Assigned task |
Within the entries that follow, show each line where the word "second" occurs.

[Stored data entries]
# # # # # # #

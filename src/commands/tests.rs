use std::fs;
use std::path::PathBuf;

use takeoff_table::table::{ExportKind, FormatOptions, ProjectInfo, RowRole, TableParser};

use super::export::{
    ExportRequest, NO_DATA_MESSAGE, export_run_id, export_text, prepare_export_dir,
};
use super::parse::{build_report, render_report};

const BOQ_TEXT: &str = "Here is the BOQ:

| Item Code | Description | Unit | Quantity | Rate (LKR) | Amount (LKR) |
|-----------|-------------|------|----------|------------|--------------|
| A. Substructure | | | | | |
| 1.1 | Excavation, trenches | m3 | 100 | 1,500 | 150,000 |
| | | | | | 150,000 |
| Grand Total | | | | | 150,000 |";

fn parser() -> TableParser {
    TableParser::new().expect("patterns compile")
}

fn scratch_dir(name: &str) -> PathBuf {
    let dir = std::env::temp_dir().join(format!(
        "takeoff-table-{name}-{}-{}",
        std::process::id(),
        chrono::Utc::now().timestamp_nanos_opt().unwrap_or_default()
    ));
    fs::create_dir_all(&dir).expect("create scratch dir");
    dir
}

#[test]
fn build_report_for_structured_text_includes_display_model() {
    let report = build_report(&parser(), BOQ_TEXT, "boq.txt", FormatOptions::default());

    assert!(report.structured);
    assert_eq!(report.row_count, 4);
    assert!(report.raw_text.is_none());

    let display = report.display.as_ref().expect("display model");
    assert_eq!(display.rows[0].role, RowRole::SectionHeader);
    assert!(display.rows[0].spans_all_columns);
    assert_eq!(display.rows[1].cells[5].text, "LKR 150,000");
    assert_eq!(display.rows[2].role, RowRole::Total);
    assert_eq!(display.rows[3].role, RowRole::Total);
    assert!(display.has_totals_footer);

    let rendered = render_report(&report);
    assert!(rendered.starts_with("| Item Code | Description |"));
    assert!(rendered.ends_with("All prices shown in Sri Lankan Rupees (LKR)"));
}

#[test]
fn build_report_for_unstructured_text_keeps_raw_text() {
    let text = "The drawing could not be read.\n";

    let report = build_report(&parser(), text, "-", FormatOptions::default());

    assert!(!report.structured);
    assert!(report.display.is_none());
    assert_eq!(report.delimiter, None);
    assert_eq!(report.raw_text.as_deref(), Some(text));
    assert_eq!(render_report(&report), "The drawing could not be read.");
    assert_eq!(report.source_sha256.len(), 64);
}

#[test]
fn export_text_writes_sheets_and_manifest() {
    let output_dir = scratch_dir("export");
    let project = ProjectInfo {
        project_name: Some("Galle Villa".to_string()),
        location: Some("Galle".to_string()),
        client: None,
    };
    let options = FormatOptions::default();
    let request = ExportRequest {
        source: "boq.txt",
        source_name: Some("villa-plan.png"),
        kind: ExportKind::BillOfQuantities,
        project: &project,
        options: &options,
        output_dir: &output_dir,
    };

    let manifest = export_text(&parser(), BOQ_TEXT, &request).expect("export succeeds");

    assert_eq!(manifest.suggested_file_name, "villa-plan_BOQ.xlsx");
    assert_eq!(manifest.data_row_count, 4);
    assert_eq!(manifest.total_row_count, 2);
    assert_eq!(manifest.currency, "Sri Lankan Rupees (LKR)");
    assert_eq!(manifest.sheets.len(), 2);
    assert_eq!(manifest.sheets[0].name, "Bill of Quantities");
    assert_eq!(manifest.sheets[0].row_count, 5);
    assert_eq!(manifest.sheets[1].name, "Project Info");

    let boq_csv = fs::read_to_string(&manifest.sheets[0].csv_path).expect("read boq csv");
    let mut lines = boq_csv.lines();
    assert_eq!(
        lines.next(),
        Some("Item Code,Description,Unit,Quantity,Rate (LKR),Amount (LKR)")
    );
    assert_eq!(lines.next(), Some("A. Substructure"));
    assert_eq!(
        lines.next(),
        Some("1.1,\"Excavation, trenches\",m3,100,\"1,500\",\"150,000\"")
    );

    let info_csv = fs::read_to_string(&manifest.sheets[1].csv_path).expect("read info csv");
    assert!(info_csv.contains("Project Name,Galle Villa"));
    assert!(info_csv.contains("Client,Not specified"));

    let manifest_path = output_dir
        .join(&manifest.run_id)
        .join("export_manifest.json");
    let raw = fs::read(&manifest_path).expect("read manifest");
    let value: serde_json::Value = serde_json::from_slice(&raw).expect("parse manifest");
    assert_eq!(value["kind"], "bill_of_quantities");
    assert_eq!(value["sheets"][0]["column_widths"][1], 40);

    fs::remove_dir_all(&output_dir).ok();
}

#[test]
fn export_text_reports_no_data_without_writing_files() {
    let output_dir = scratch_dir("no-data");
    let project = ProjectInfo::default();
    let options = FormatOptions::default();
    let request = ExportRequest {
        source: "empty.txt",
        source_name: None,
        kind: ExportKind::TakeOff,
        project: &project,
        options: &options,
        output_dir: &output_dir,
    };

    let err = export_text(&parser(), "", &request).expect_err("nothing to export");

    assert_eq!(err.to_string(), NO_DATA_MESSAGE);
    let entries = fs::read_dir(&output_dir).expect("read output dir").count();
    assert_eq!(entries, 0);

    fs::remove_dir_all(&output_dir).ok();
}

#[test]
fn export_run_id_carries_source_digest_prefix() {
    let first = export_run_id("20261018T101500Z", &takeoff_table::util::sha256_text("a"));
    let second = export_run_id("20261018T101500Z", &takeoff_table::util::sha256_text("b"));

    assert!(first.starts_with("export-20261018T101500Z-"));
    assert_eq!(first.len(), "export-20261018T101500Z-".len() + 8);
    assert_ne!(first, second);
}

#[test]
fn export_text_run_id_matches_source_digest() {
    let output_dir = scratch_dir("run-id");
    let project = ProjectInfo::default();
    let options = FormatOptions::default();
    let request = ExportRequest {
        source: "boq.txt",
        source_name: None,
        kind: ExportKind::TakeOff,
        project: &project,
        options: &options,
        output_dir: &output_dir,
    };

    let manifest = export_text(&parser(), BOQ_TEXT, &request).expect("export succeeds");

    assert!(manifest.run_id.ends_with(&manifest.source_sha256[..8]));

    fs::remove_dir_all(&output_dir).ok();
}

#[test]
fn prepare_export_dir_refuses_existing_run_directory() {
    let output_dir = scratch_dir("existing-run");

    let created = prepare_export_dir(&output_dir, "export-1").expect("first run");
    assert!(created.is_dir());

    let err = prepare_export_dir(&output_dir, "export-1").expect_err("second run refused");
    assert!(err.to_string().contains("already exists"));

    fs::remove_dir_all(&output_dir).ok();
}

# # # # # # #

Written response |
    let second = export_run_id("20261018T101500Z", &takeoff_table::util::sha256_text("b"));
    assert_ne!(first, second);
    let err = prepare_export_dir(&output_dir, "export-1").expect_err("second run refused");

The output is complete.